* ABOUT THIS EXERCISE: Lines in the listing below that hold "ConnectionString" are the ones to copy.

* SOURCE MATERIAL:
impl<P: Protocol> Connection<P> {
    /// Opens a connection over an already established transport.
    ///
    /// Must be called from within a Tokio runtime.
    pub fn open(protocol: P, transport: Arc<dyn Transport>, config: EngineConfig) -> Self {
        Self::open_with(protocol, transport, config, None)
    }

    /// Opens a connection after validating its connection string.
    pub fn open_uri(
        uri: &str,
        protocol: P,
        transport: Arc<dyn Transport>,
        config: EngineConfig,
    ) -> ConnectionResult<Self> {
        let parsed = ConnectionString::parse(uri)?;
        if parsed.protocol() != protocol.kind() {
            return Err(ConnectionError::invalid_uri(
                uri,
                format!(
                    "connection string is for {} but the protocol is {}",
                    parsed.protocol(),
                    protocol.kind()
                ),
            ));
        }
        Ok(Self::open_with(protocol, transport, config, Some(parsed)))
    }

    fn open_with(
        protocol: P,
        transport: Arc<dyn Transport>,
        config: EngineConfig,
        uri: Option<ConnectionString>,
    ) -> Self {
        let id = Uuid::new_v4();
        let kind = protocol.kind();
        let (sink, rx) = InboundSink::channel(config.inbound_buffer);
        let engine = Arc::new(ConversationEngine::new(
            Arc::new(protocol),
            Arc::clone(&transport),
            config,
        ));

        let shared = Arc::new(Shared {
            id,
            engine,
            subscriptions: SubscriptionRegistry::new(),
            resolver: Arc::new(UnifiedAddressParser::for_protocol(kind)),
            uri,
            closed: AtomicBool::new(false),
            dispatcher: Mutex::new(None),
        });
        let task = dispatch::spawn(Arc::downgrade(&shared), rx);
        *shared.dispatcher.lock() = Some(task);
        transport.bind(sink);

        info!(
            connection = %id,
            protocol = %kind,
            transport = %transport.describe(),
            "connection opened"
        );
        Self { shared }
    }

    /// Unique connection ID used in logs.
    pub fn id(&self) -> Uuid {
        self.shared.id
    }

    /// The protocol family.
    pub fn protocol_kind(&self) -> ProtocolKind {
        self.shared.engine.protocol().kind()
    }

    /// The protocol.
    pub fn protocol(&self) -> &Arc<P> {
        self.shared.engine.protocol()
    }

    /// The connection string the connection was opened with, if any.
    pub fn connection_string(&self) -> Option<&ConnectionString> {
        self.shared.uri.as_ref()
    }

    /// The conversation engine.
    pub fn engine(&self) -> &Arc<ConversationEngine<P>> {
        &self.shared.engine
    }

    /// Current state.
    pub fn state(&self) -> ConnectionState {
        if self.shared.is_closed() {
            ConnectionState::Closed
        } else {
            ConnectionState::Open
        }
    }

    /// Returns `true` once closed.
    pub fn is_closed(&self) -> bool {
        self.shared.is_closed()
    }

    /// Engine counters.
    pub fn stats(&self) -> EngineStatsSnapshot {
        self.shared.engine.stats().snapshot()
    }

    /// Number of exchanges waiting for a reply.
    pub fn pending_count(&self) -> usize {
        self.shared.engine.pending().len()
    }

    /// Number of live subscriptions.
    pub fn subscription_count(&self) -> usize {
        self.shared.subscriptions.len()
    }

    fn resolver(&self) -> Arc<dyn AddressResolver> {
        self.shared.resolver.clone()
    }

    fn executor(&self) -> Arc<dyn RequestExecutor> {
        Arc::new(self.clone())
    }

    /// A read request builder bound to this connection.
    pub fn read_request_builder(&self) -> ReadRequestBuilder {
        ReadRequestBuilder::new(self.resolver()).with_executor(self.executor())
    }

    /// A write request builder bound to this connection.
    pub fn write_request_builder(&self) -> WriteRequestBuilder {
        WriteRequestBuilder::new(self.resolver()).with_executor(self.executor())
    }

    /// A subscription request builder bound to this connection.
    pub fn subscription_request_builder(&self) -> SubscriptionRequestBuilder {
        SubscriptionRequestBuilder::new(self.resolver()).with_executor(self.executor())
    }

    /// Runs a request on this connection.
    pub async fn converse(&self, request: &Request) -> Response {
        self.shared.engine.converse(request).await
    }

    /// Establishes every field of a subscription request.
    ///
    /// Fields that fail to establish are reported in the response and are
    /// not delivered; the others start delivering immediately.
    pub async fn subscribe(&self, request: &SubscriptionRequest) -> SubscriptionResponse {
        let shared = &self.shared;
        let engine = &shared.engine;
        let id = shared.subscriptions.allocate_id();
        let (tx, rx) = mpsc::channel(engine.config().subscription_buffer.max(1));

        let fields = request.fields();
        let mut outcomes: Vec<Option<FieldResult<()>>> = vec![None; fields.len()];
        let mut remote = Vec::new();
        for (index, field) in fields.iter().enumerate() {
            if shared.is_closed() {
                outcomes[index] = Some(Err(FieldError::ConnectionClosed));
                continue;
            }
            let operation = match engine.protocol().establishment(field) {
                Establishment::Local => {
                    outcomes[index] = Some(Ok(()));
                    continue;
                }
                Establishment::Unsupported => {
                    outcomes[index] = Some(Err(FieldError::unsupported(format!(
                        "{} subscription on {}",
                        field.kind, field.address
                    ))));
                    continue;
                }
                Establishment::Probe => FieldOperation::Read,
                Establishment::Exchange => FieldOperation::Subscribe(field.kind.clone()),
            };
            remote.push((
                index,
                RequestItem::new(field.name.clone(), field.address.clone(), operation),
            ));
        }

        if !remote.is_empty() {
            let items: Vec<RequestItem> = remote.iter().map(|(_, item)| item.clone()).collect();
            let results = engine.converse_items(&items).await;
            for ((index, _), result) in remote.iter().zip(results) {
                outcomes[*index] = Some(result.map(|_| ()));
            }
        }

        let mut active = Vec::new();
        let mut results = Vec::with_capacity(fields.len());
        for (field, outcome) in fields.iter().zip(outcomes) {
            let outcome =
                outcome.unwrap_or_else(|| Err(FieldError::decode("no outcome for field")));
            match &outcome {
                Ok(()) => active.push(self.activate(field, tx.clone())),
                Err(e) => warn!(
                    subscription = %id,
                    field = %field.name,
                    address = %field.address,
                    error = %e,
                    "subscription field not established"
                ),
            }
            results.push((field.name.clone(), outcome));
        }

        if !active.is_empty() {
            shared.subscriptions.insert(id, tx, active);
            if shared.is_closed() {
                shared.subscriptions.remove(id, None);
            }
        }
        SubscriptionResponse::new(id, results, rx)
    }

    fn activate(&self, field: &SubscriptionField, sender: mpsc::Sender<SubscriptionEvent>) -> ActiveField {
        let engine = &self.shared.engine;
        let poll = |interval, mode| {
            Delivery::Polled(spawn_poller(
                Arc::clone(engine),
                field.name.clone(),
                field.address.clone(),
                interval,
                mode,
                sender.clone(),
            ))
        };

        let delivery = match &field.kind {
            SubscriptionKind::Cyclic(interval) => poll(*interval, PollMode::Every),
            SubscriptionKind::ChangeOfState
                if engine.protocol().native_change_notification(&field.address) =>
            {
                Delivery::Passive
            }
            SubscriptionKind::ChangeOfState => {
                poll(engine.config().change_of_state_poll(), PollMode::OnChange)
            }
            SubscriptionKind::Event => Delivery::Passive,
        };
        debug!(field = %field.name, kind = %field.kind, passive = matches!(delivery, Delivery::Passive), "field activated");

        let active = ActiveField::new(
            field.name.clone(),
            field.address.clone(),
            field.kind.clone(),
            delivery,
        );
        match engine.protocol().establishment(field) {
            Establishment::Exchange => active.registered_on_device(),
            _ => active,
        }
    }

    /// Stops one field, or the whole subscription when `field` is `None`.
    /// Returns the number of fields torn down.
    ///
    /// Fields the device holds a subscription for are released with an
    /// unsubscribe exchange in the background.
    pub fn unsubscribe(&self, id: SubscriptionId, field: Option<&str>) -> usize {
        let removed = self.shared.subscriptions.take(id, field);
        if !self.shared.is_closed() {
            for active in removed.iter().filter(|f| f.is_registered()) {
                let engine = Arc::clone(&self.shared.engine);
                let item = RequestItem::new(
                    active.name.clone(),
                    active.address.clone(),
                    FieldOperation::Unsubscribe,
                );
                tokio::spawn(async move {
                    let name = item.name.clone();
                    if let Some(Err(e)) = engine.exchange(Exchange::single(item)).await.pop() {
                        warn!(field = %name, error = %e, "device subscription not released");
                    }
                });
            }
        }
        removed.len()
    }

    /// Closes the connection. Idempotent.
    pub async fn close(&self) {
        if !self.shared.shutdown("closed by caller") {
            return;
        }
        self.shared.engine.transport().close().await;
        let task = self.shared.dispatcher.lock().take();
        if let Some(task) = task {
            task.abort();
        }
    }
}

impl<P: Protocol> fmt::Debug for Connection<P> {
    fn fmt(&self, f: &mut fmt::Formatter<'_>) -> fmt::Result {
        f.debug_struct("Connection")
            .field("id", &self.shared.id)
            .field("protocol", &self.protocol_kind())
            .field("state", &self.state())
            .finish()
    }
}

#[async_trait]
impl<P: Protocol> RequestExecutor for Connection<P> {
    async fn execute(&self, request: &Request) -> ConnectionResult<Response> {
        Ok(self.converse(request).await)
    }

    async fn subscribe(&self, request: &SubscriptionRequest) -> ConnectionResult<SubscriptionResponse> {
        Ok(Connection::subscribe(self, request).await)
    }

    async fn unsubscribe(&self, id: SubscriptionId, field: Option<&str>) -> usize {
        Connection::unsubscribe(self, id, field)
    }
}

* EXERCISE SOLUTION:
        let parsed = ConnectionString::parse(uri)?;
        uri: Option<ConnectionString>,
    pub fn connection_string(&self) -> Option<&ConnectionString> {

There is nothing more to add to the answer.